» **Exercise aim**: Word for word, return the lines from the start of the entries below through the line that has "stack. Every application".

» **Data**:
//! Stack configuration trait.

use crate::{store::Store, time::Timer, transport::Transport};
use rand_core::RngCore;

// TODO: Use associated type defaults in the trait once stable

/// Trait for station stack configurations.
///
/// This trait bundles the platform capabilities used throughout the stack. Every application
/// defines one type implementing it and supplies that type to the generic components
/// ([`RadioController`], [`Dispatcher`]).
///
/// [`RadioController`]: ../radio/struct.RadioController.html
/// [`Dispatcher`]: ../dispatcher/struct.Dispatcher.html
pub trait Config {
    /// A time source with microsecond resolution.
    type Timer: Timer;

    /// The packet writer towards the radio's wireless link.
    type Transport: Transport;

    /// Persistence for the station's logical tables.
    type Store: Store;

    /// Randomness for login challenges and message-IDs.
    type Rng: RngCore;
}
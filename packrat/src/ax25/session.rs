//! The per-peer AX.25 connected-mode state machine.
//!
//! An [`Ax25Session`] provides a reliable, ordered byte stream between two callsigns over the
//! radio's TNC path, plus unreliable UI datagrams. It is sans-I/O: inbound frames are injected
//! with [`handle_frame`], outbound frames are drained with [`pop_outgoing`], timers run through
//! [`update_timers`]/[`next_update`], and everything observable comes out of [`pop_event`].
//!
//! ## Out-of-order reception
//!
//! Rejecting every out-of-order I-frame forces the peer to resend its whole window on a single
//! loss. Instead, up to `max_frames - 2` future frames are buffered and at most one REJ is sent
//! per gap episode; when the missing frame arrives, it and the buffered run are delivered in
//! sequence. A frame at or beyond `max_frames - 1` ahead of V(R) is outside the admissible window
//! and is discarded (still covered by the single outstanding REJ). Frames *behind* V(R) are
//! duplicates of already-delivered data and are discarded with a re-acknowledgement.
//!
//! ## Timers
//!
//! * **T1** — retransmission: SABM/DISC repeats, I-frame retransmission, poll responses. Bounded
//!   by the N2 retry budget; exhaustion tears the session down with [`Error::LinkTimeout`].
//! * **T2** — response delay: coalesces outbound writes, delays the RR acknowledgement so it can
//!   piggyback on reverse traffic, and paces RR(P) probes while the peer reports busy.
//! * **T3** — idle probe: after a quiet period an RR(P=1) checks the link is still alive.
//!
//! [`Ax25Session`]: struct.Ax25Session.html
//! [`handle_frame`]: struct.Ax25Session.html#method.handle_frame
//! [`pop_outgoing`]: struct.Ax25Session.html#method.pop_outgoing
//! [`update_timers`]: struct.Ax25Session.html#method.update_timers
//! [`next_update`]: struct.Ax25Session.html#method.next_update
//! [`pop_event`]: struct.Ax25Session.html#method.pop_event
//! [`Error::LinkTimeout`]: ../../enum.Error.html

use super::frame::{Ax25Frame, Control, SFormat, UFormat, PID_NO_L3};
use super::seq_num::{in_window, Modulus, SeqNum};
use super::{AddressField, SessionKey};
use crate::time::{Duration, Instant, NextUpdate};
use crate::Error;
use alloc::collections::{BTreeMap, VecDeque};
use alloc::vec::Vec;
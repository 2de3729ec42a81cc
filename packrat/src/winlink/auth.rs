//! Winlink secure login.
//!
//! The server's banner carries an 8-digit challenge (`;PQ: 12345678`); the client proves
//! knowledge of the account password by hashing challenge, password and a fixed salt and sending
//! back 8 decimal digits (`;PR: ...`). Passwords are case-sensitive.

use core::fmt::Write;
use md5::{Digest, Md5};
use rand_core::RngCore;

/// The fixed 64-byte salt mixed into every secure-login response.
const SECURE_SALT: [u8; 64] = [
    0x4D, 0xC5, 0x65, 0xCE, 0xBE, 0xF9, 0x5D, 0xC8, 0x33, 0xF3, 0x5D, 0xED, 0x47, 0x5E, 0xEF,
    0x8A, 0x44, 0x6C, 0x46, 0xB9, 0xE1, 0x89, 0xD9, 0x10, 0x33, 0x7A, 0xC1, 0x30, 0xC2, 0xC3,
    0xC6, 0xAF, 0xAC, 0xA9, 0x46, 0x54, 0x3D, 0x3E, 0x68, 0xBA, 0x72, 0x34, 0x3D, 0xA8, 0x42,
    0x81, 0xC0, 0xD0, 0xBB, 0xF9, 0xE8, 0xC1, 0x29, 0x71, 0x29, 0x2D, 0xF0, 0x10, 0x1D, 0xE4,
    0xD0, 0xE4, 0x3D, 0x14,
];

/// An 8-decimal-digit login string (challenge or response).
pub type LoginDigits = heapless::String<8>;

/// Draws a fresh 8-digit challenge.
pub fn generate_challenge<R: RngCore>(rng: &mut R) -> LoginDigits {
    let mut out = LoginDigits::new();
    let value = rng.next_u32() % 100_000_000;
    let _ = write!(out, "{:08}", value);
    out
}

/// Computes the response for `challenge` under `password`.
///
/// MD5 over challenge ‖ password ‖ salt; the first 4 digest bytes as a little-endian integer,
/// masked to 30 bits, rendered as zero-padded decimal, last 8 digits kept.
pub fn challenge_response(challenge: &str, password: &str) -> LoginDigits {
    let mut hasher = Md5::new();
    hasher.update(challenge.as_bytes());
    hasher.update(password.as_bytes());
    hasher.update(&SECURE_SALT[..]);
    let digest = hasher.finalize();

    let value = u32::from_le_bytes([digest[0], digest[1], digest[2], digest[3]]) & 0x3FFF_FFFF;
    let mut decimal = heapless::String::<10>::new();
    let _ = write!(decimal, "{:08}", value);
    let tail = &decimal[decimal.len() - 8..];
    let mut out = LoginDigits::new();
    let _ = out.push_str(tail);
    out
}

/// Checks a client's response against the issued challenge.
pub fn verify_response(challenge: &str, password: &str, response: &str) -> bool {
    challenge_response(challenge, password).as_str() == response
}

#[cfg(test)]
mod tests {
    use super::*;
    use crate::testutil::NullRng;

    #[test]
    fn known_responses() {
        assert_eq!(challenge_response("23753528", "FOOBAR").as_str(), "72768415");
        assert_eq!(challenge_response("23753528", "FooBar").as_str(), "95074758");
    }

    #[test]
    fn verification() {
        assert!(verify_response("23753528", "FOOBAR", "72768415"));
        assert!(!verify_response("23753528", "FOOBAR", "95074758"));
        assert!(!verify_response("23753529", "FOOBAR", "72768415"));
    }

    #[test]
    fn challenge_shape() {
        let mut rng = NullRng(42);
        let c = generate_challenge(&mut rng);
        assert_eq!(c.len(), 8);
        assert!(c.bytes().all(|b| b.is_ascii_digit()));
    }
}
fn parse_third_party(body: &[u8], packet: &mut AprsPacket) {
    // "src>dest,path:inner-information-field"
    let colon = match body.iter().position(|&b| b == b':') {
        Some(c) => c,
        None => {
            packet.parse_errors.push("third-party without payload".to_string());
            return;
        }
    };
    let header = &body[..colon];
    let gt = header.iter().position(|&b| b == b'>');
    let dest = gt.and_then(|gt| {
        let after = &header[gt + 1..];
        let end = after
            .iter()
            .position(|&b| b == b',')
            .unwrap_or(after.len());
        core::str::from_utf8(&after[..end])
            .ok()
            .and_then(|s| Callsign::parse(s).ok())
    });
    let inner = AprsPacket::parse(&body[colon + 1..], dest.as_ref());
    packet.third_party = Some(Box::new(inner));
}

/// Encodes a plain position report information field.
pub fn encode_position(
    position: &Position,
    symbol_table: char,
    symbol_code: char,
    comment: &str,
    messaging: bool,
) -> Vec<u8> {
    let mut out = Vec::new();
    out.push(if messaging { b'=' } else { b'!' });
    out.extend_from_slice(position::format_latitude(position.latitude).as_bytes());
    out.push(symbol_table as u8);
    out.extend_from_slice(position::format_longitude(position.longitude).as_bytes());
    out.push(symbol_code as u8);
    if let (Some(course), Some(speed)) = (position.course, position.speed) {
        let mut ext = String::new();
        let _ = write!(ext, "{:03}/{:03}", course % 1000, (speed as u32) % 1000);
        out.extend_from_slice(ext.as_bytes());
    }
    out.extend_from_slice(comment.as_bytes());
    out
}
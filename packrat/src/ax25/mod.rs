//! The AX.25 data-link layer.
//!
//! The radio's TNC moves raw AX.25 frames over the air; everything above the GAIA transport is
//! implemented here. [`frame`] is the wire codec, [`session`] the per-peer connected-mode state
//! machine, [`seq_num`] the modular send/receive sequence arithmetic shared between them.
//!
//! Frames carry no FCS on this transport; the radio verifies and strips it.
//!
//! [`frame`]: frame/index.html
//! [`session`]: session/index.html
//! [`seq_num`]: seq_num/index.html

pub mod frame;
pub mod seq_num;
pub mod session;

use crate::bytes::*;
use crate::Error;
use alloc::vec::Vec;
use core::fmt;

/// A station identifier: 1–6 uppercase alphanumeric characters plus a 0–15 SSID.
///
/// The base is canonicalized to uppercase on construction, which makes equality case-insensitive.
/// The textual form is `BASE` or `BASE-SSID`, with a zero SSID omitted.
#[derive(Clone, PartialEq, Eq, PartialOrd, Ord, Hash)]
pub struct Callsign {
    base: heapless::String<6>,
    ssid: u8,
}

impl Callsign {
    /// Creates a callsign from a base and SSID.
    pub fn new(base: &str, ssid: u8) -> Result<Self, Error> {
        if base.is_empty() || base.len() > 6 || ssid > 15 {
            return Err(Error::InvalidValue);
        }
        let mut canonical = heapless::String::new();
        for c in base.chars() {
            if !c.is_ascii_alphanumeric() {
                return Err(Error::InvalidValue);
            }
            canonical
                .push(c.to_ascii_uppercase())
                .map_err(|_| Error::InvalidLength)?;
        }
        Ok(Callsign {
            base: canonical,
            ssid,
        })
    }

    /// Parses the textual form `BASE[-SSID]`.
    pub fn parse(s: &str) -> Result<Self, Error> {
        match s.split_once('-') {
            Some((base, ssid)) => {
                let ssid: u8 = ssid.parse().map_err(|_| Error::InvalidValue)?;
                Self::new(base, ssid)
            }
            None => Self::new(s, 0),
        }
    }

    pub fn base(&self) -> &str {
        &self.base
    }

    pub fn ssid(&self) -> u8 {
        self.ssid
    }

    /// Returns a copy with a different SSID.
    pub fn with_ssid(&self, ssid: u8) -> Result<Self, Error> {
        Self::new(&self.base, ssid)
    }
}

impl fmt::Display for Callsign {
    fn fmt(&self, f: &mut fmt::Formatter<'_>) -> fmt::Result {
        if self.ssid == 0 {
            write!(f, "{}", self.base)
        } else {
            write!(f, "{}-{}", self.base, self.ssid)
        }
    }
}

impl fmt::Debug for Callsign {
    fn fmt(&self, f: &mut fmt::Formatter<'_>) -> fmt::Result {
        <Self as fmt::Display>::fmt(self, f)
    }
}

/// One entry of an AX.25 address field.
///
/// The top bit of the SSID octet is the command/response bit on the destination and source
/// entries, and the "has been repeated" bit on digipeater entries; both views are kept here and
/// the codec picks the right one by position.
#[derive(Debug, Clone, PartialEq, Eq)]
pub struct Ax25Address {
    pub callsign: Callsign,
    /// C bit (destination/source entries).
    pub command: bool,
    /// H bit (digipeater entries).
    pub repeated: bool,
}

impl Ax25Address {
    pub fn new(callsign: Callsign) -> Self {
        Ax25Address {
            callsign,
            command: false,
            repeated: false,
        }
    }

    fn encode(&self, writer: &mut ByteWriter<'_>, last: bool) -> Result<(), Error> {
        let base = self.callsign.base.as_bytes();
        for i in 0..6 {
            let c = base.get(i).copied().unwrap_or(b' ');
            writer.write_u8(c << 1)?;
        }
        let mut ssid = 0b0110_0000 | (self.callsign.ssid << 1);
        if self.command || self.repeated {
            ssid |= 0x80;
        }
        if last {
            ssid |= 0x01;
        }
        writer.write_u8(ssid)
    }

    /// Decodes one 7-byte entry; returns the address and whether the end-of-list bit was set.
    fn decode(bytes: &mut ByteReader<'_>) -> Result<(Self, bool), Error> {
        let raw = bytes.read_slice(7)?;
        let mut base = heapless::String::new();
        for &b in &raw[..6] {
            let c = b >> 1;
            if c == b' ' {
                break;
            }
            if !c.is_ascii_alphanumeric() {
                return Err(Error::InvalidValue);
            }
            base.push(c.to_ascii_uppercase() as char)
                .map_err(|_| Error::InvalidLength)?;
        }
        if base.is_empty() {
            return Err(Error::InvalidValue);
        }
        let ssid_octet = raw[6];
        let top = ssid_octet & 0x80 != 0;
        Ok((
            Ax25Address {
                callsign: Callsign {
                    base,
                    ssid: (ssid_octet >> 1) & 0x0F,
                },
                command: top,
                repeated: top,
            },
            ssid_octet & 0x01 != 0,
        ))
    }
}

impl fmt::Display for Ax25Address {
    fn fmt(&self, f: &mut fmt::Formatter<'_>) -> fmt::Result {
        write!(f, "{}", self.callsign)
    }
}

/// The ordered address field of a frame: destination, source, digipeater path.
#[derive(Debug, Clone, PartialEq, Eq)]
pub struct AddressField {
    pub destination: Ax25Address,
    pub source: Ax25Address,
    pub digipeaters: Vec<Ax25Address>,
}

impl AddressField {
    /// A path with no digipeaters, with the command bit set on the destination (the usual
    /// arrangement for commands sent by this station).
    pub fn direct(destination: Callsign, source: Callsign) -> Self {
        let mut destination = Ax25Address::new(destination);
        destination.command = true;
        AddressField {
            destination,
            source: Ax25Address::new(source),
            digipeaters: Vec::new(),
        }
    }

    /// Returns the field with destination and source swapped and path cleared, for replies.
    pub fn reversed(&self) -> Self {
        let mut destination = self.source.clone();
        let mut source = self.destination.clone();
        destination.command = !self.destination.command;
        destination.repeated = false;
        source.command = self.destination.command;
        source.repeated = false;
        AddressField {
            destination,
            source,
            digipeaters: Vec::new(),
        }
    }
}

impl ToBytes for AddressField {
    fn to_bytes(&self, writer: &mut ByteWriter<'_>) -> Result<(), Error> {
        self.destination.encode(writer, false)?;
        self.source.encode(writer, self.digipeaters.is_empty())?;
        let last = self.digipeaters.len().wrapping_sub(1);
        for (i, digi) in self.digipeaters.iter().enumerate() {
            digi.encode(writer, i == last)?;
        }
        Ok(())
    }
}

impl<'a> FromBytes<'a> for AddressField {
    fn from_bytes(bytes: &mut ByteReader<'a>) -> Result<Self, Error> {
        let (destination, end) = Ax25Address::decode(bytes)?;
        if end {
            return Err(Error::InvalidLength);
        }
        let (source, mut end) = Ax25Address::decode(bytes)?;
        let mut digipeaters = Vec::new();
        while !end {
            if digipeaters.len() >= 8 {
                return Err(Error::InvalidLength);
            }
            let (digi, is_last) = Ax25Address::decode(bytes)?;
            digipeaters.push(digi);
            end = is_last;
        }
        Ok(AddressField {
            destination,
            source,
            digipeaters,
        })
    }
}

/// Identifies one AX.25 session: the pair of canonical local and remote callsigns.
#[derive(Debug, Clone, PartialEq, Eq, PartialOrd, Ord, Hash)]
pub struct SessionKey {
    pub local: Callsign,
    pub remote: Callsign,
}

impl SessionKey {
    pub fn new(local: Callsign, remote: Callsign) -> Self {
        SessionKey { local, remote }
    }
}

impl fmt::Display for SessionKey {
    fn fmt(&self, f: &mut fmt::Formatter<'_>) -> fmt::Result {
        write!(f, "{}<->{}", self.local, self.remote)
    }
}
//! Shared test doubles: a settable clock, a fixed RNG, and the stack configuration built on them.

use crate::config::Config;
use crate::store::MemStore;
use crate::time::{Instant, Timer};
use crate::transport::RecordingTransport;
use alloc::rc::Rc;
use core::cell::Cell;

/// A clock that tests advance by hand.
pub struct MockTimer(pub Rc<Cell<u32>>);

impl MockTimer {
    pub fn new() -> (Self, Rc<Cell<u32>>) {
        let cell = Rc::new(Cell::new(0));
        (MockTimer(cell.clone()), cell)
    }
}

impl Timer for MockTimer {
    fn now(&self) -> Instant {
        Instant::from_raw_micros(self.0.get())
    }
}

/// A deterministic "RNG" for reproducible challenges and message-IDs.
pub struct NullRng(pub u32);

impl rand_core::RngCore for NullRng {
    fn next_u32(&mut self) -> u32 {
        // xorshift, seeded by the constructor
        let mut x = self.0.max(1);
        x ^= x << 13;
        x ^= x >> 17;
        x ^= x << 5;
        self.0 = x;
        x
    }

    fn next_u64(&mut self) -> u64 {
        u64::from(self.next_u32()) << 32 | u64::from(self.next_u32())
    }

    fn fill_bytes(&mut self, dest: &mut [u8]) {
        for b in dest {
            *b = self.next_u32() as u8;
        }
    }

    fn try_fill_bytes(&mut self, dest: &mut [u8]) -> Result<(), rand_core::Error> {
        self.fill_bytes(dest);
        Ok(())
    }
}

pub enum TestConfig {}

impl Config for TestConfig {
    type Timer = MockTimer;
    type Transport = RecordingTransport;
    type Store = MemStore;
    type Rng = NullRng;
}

» **Problem solution**:
//! Stack configuration trait.

use crate::{store::Store, time::Timer, transport::Transport};
use rand_core::RngCore;

// TODO: Use associated type defaults in the trait once stable

/// Trait for station stack configurations.
///
/// This trait bundles the platform capabilities used throughout the stack. Every application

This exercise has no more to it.